For reasons that will go unmentioned, I’ve been tracking the price of the Lego Strata/Creator 1000-piece tub. Last week, you could purchase this tub at Walmart, Toys-R-Us, Amazon and a bunch of online toy stores for $14.99. Over the course of the last two days, the price at every single one of these places has jumped to $19.99 or $20.99. Froogle is still listing some $14.99s this morning, but those are cached. Walmart was the last to fall, some time between midnight last night and 10am this morning. Actually, Stewart Toys is still holding the line somewhat at $17.99, but that site looks a little shady to me. Then again, they do put forth a novel story: they’re an online toy seller that turned into a brick and mortar toy store in Oklahoma. I’d be more convinced if they had pictures.

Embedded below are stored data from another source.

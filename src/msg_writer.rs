//! Wire serialization of messages.
//!
//! A header field is written as `name ":"` followed by one `" " line CRLF` per
//! value line, a message as its header fields, a blank line and the body.

use crate::error::ParseError;
use crate::http_header::{Field, HeaderList};
use crate::http_msg::{HttpVersion, Message};
use crate::http_req::Request;
use crate::http_res::Response;
use crate::text::{CRLF, SP};
use std::convert::Infallible;
use std::io;

/// Destination of serialized bytes.
pub trait Sink {
    type Error;

    /// Write all of `bytes`, or nothing.
    fn put(&mut self, bytes: &[u8]) -> Result<(), Self::Error>;
}

impl Sink for Vec<u8> {
    type Error = Infallible;

    fn put(&mut self, bytes: &[u8]) -> Result<(), Self::Error> {
        self.extend_from_slice(bytes);
        Ok(())
    }
}

/// A [`Sink`] over any [`io::Write`], counting the bytes written.
pub struct IoSink<W> {
    inner: W,
    written: usize,
}

impl<W: io::Write> IoSink<W> {
    pub fn new(inner: W) -> Self {
        Self { inner, written: 0 }
    }

    pub fn written(&self) -> usize {
        self.written
    }

    pub fn into_inner(self) -> W {
        self.inner
    }
}

impl<W: io::Write> Sink for IoSink<W> {
    type Error = io::Error;

    fn put(&mut self, bytes: &[u8]) -> Result<(), Self::Error> {
        self.inner.write_all(bytes)?;
        self.written += bytes.len();
        Ok(())
    }
}

/// A [`Sink`] over a caller-sized buffer.
///
/// The remaining room is checked before every write: a piece that does not
/// fit is not written at all, and the sink reports `Overflow`.
pub struct SliceSink<'o> {
    output: &'o mut [u8],
    written: usize,
}

impl<'o> SliceSink<'o> {
    pub fn new(output: &'o mut [u8]) -> Self {
        Self { output, written: 0 }
    }

    pub fn written(&self) -> usize {
        self.written
    }
}

impl Sink for SliceSink<'_> {
    type Error = ParseError;

    fn put(&mut self, bytes: &[u8]) -> Result<(), Self::Error> {
        let end = self.written + bytes.len();
        if end > self.output.len() {
            return Err(ParseError::Overflow);
        }
        self.output[self.written..end].copy_from_slice(bytes);
        self.written = end;
        Ok(())
    }
}

/// Serialization to the HTTP/1.1 wire format.
pub trait ToWire {
    fn write_wire<S: Sink>(&self, sink: &mut S) -> Result<(), S::Error>;

    /// Write to `writer`, returning the number of bytes written.
    fn write_to<W: io::Write>(&self, writer: W) -> io::Result<usize> {
        let mut sink = IoSink::new(writer);
        self.write_wire(&mut sink)?;
        Ok(sink.written())
    }

    /// Write into `output`, returning the number of bytes written.
    fn write_to_slice(&self, output: &mut [u8]) -> Result<usize, ParseError> {
        if output.is_empty() {
            return Err(ParseError::InvalidArgument);
        }
        let mut sink = SliceSink::new(output);
        self.write_wire(&mut sink)?;
        Ok(sink.written())
    }

    fn to_wire(&self) -> Vec<u8> {
        let mut output = Vec::new();
        let Ok(()) = self.write_wire(&mut output);
        output
    }
}

fn put_decimal<S: Sink>(sink: &mut S, mut value: u32) -> Result<(), S::Error> {
    let mut digits = [0_u8; 10];
    let mut start = digits.len();
    loop {
        start -= 1;
        digits[start] = b'0' + (value % 10) as u8;
        value /= 10;
        if value == 0 {
            break;
        }
    }
    sink.put(&digits[start..])
}

fn put_version<S: Sink>(sink: &mut S, version: HttpVersion) -> Result<(), S::Error> {
    sink.put(b"HTTP/")?;
    put_decimal(sink, version.major)?;
    sink.put(b".")?;
    put_decimal(sink, version.minor)
}

impl ToWire for Field<'_, '_> {
    fn write_wire<S: Sink>(&self, sink: &mut S) -> Result<(), S::Error> {
        sink.put(self.name().as_bytes())?;
        sink.put(b":")?;
        let value = self.value();
        if value.is_empty() {
            return sink.put(CRLF);
        }
        for chunk in value.chunks() {
            sink.put(&[SP])?;
            sink.put(chunk.as_bytes())?;
            sink.put(CRLF)?;
        }
        Ok(())
    }
}

impl ToWire for HeaderList<'_> {
    fn write_wire<S: Sink>(&self, sink: &mut S) -> Result<(), S::Error> {
        self.iter().try_for_each(|field| field.write_wire(sink))
    }
}

impl ToWire for Message<'_> {
    fn write_wire<S: Sink>(&self, sink: &mut S) -> Result<(), S::Error> {
        self.headers().write_wire(sink)?;
        sink.put(CRLF)?;
        sink.put(self.body().as_bytes())
    }
}

impl ToWire for Request<'_> {
    fn write_wire<S: Sink>(&self, sink: &mut S) -> Result<(), S::Error> {
        sink.put(self.method().as_bytes())?;
        sink.put(&[SP])?;
        sink.put(self.target().as_bytes())?;
        sink.put(&[SP])?;
        put_version(sink, self.version())?;
        sink.put(CRLF)?;
        self.message().write_wire(sink)
    }
}

impl ToWire for Response<'_> {
    fn write_wire<S: Sink>(&self, sink: &mut S) -> Result<(), S::Error> {
        put_version(sink, self.version())?;
        sink.put(&[SP])?;
        put_decimal(sink, self.status_code())?;
        sink.put(&[SP])?;
        sink.put(self.reason().as_bytes())?;
        sink.put(CRLF)?;
        self.message().write_wire(sink)
    }
}

#[cfg(test)]
mod tests {
    use super::*;
    use crate::options::ConsumeOptions;

    #[test]
    fn put_decimal_test() {
        for (value, expected) in [(0, "0"), (7, "7"), (200, "200"), (u32::MAX, "4294967295")] {
            let mut output = Vec::new();
            let Ok(()) = put_decimal(&mut output, value);
            assert_eq!(output, expected.as_bytes());
        }
    }

    #[test]
    fn field_to_wire_test() {
        let mut list = HeaderList::new();
        let options = ConsumeOptions::new();
        crate::header_parser::consume_header_list(
            &mut list,
            b"Empty:\r\nX-Folded: a\r\n  b\r\n\r\n",
            options,
        )
        .unwrap();
        assert_eq!(list.get(0).unwrap().to_wire(), b"Empty:\r\n");
        assert_eq!(list.get(1).unwrap().to_wire(), b"X-Folded: a\r\n b\r\n");
        assert_eq!(list.to_wire(), b"Empty:\r\nX-Folded: a\r\n b\r\n");
    }

    #[test]
    fn request_to_wire_test() {
        let mut request = Request::new();
        request.set_method(b"GET");
        request.set_target(b"/index.html");
        let options = ConsumeOptions::new();
        request
            .message_mut()
            .append_header(b"Host", b"example.org", options)
            .unwrap();
        request.message_mut().set_body(b"ping");

        let expected = b"GET /index.html HTTP/1.1\r\nHost: example.org\r\n\r\nping";
        assert_eq!(request.to_wire(), expected);

        let mut output = Vec::new();
        assert_eq!(request.write_to(&mut output).unwrap(), expected.len());
        assert_eq!(output, expected);

        let mut output = [0_u8; 64];
        assert_eq!(request.write_to_slice(&mut output), Ok(expected.len()));
        assert_eq!(&output[..expected.len()], expected);
    }

    #[test]
    fn response_to_wire_test() {
        let mut response = Response::new();
        response.set_status(404);
        response.message_mut().set_version(HttpVersion::HTTP_1_0);
        assert_eq!(response.to_wire(), b"HTTP/1.0 404 Not Found\r\n\r\n");
    }

    #[test]
    fn write_to_slice_overflow_test() {
        let mut response = Response::new();
        response.set_status(200);
        // "HTTP/1.1 200 OK\r\n\r\n" is 19 bytes
        let mut output = [b'#'; 18];
        assert_eq!(response.write_to_slice(&mut output), Err(ParseError::Overflow));
        // the CRLF that did not fit was not written
        assert_eq!(&output[..17], b"HTTP/1.1 200 OK\r\n");
        assert_eq!(output[17], b'#');

        let mut output = [0_u8; 19];
        assert_eq!(response.write_to_slice(&mut output), Ok(19));
        assert_eq!(response.write_to_slice(&mut []), Err(ParseError::InvalidArgument));
    }
}
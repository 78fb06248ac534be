//! Header block parsing.
//!
//! Every function takes the remaining input and returns the number of bytes it
//! consumed; the caller advances its cursor by that count.

use crate::error::ParseError;
use crate::http_header::HeaderList;
use crate::options::ConsumeOptions;
use crate::span::Span;
use crate::text::{self, CR, CRLF};
use log::trace;

/// Consume one physical line of a header value, terminator included.
///
/// Leading and trailing linear white space is not part of the returned value.
/// Without a terminator the line is `Incomplete`, unless
/// `accept_missing_terminator` is set, in which case everything up to the end
/// of `text` is the line.
pub fn consume_value_line(
    text: &[u8],
    options: ConsumeOptions,
) -> Result<(Span<'_>, usize), ParseError> {
    let start = text
        .iter()
        .position(|&c| !text::is_lws(c))
        .unwrap_or(text.len());
    let end = text[start..]
        .windows(CRLF.len())
        .position(|pair| pair == CRLF)
        .map(|offset| start + offset);

    let (line_end, consumed) = match end {
        Some(end) => (end, end + CRLF.len()),
        None if !options.accept_missing_terminator || text.last() == Some(&CR) => {
            return Err(ParseError::Incomplete);
        }
        None => (text.len(), text.len()),
    };

    let line = &text[start..line_end];
    let length = line
        .iter()
        .rposition(|&c| !text::is_lws(c))
        .map_or(0, |last| last + 1);
    Ok((Span::new(&line[..length]), consumed))
}

/// Consume a field line or a continuation line into `list`.
///
/// A field line (`name ":" value`) opens a new field, a line starting with
/// linear white space adds a chunk to the value of the last field.
pub fn consume_field_line<'a>(
    list: &mut HeaderList<'a>,
    text: &'a [u8],
    options: ConsumeOptions,
) -> Result<usize, ParseError> {
    let Some(&first) = text.first() else {
        return Err(ParseError::InvalidArgument);
    };

    if text::is_lws(first) {
        if list.is_empty() {
            trace!("continuation line without a field");
            return Err(ParseError::Syntax);
        }
        let (chunk, consumed) = consume_value_line(&text[1..], options)?;
        trace!("continuation {:?}", chunk);
        if !chunk.is_empty() {
            list.extend_value(chunk, options)?;
        }
        return Ok(1 + consumed);
    }

    let name = text::consume_token(text)?;
    let rest = &text[name.len()..];
    match rest.first() {
        None => return Err(ParseError::Incomplete),
        Some(b':') => {}
        Some(_) => return Err(ParseError::Syntax),
    }

    let (value, consumed) = consume_value_line(&rest[1..], options)?;
    trace!("field {:?}: {:?}", name, value);
    list.open_field(name, value, options)?;
    Ok(name.len() + 1 + consumed)
}

/// Consume header lines into `list` until the blank line ending the block.
///
/// The list is cleared first. The blank line itself is left in `text`. Stops
/// at the end of input as well, so a caller can tell the two apart by looking
/// at what follows the consumed bytes.
pub fn consume_header_list<'a>(
    list: &mut HeaderList<'a>,
    text: &'a [u8],
    options: ConsumeOptions,
) -> Result<usize, ParseError> {
    list.clear(options);

    let mut consumed = 0;
    loop {
        let rest = &text[consumed..];
        if rest.is_empty() || text::is_crlf(rest) {
            break;
        }
        if text::is_partial_crlf(rest) {
            return Err(ParseError::Incomplete);
        }
        consumed += consume_field_line(list, rest, options)?;
    }

    trace!("{} header fields in {} bytes", list.len(), consumed);
    Ok(consumed)
}

#[cfg(test)]
mod tests {
    use super::*;

    #[test]
    fn consume_value_line_test() {
        let strict = ConsumeOptions::new();
        let lenient = ConsumeOptions::lenient();
        let tests: [(&[u8], ConsumeOptions, Result<(&[u8], usize), ParseError>); 13] = [
            (b"foo\r\n", strict, Ok((b"foo", 5))),
            (b"foo", strict, Err(ParseError::Incomplete)),
            (b"foo bar\r\n", strict, Ok((b"foo bar", 9))),
            (b"\t foo bar\r\n", strict, Ok((b"foo bar", 11))),
            (b"foo bar  \r\n", strict, Ok((b"foo bar", 11))),
            (b"Foo\r\nBar", strict, Ok((b"Foo", 5))),
            (b"  Foo\r\n", strict, Ok((b"Foo", 7))),
            (b"Foo \t\r\n", strict, Ok((b"Foo", 7))),
            (b"foo\r\n", lenient, Ok((b"foo", 5))),
            (b"foo", lenient, Ok((b"foo", 3))),
            (b"Foo\r\nBar", lenient, Ok((b"Foo", 5))),
            (b"   ", lenient, Ok((b"", 3))),
            (b"foo\r", lenient, Err(ParseError::Incomplete)),
        ];
        for (input, options, expected) in tests {
            let result = consume_value_line(input, options).map(|(v, n)| (v.as_bytes(), n));
            assert_eq!(result, expected, "{:?}", input.escape_ascii().to_string());
        }
    }

    #[test]
    fn consume_field_line_test() {
        let strict = ConsumeOptions::new();
        let lenient = ConsumeOptions::lenient();
        // lines are fed one after another into the same list
        let tests: [(&[u8], ConsumeOptions, Result<usize, ParseError>, &str, &str); 16] = [
            (b"Foo: Bar\r\n", strict, Ok(10), "Foo", "Bar"),
            (b"Foo : Bar\r\n", strict, Err(ParseError::Syntax), "", ""),
            (b"Content-Type: text/fun\r\n", strict, Ok(24), "Content-Type", "text/fun"),
            (b"Foo:\r\n", strict, Ok(6), "Foo", ""),
            (b"Foo:   \r\n", strict, Ok(9), "Foo", ""),
            (b" Bar\r\n", strict, Ok(6), "Foo", "Bar"),
            (b" \tBaz \r\n", strict, Ok(8), "Foo", "Bar Baz"),
            (b"Foo: Bar\r\n", lenient, Ok(10), "Foo", "Bar"),
            (b"Foo : Bar\r\n", lenient, Err(ParseError::Syntax), "", ""),
            (b"Foo:\r\n", lenient, Ok(6), "Foo", ""),
            (b" Bar\r\n", lenient, Ok(6), "Foo", "Bar"),
            (b"A:", lenient, Ok(2), "A", ""),
            (b"A: B ", lenient, Ok(5), "A", "B"),
            (b"\tC ", lenient, Ok(3), "A", "B C"),
            (b" ", lenient, Ok(1), "A", "B C"),
            (b"A", lenient, Err(ParseError::Incomplete), "", ""),
        ];

        let mut list = HeaderList::new();
        for (input, options, expected, name, value) in tests {
            let result = consume_field_line(&mut list, input, options);
            assert_eq!(result, expected, "{:?}", input.escape_ascii().to_string());
            if result.is_err() {
                continue;
            }
            let last = list.get(list.len() - 1).unwrap();
            assert_eq!(last.name(), name);
            assert_eq!(last.value().to_vec(), value.as_bytes());
        }
    }

    #[test]
    fn consume_field_line_errors_test() {
        let options = ConsumeOptions::new();
        let mut list = HeaderList::new();
        assert_eq!(
            consume_field_line(&mut list, b"", options),
            Err(ParseError::InvalidArgument)
        );
        assert_eq!(
            consume_field_line(&mut list, b" orphan\r\n", options),
            Err(ParseError::Syntax)
        );
        assert_eq!(
            consume_field_line(&mut list, b":value\r\n", options),
            Err(ParseError::Syntax)
        );
        assert_eq!(
            consume_field_line(&mut list, b"Name;x: y\r\n", options),
            Err(ParseError::Syntax)
        );
        assert!(list.is_empty());
    }

    #[test]
    fn consume_header_list_test() {
        let input = b"Host: example.org\r\nX-Folded: a\r\n  b\r\n\tc\r\nAccept: */*\r\n\r\nbody";
        let mut list = HeaderList::new();
        let consumed = consume_header_list(&mut list, input, ConsumeOptions::new()).unwrap();
        assert_eq!(&input[consumed..], b"\r\nbody");
        assert_eq!(list.len(), 3);
        assert_eq!(list.find("x-folded").unwrap().value().to_vec(), b"a b c");
        assert_eq!(list.find("ACCEPT").unwrap().value().to_vec(), b"*/*");

        // the list is cleared before parsing
        let consumed = consume_header_list(&mut list, b"\r\n", ConsumeOptions::new()).unwrap();
        assert_eq!(consumed, 0);
        assert!(list.is_empty());
    }

    #[test]
    fn consume_header_list_incomplete_test() {
        let options = ConsumeOptions::new();
        let mut list = HeaderList::new();
        assert_eq!(
            consume_header_list(&mut list, b"X: a", options),
            Err(ParseError::Incomplete)
        );
        assert_eq!(
            consume_header_list(&mut list, b"X: a\r\n\r", options),
            Err(ParseError::Incomplete)
        );
        assert_eq!(consume_header_list(&mut list, b"X: a\r\n", options), Ok(6));

        let consumed = consume_header_list(&mut list, b"X: a", ConsumeOptions::lenient());
        assert_eq!(consumed, Ok(4));
        assert_eq!(list.get(0).unwrap().value().to_vec(), b"a");
    }

    #[test]
    fn consume_header_list_capacity_test() {
        let options = ConsumeOptions::no_alloc();
        let mut list = HeaderList::bounded(2, 1).unwrap();
        assert_eq!(
            consume_header_list(&mut list, b"A: 1\r\nB: 2\r\nC: 3\r\n\r\n", options),
            Err(ParseError::Capacity)
        );
        assert_eq!(list.len(), 2);
        assert_eq!(list.get(1).unwrap().value().to_vec(), b"2");

        assert_eq!(
            consume_header_list(&mut list, b"A: 1\r\n 2\r\n\r\n", options),
            Err(ParseError::Capacity)
        );
        assert_eq!(list.get(0).unwrap().value().to_vec(), b"1");
    }
}
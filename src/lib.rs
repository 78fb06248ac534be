#![cfg_attr(coverage_nightly, feature(coverage_attribute))]
//! Incremental, zero-copy parsing of HTTP/1.1 messages.
//!
//! Parsed structures borrow the input buffer: a method, a header name or a
//! body is a [`Span`] into the bytes given to the consume call. Header fields
//! are kept either in growable storage or in a bounded arena that never
//! allocates while parsing.
//!
//! ```
//! use rust_http_message::{ConsumeOptions, Request};
//!
//! let input = b"GET /index.html HTTP/1.1\r\nHost: example.org\r\n\r\n";
//! let mut request = Request::new();
//! let consumed = request.consume(input, ConsumeOptions::new()).unwrap();
//! assert_eq!(consumed, input.len());
//! assert_eq!(request.target(), "/index.html");
//! assert_eq!(request.headers().find("host").unwrap().value().to_vec(), b"example.org");
//! ```

pub mod error;
pub mod header_parser;
pub mod http_header;
pub mod http_msg;
pub mod http_req;
pub mod http_res;
pub mod msg_parser;
pub mod msg_writer;
pub mod options;
pub mod span;
pub mod text;

pub use error::ParseError;
pub use http_header::HeaderList;
pub use http_msg::{HttpVersion, Message, MessageType};
pub use http_req::Request;
pub use http_res::Response;
pub use msg_writer::ToWire;
pub use options::ConsumeOptions;
pub use span::Span;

You might be tempted to cry “price fixing!” And if you did, I would applaud you. But this kind of fixing… um, gouging… um, exploitation… um, “value perception uptick response” is completely consistent with market economics. Because if you’ve ever tried to buy Lego around the holidays (as I have–again, don’t ask), you’ll notice that the shelves go bare right around… well, today, actually. You can get the $199 bio-mega-mecha-transformer-T-1000 Lego chopper-moonbase up until Christmas Eve, but the plain old block sets, the ones that don’t need instructions because you can make whatever the hell you want out of them, those are gone.
I can expand this observation into my general theory of Christmas shopping: if you haven’t completed it before Thanksgiving, you’re totally screwed.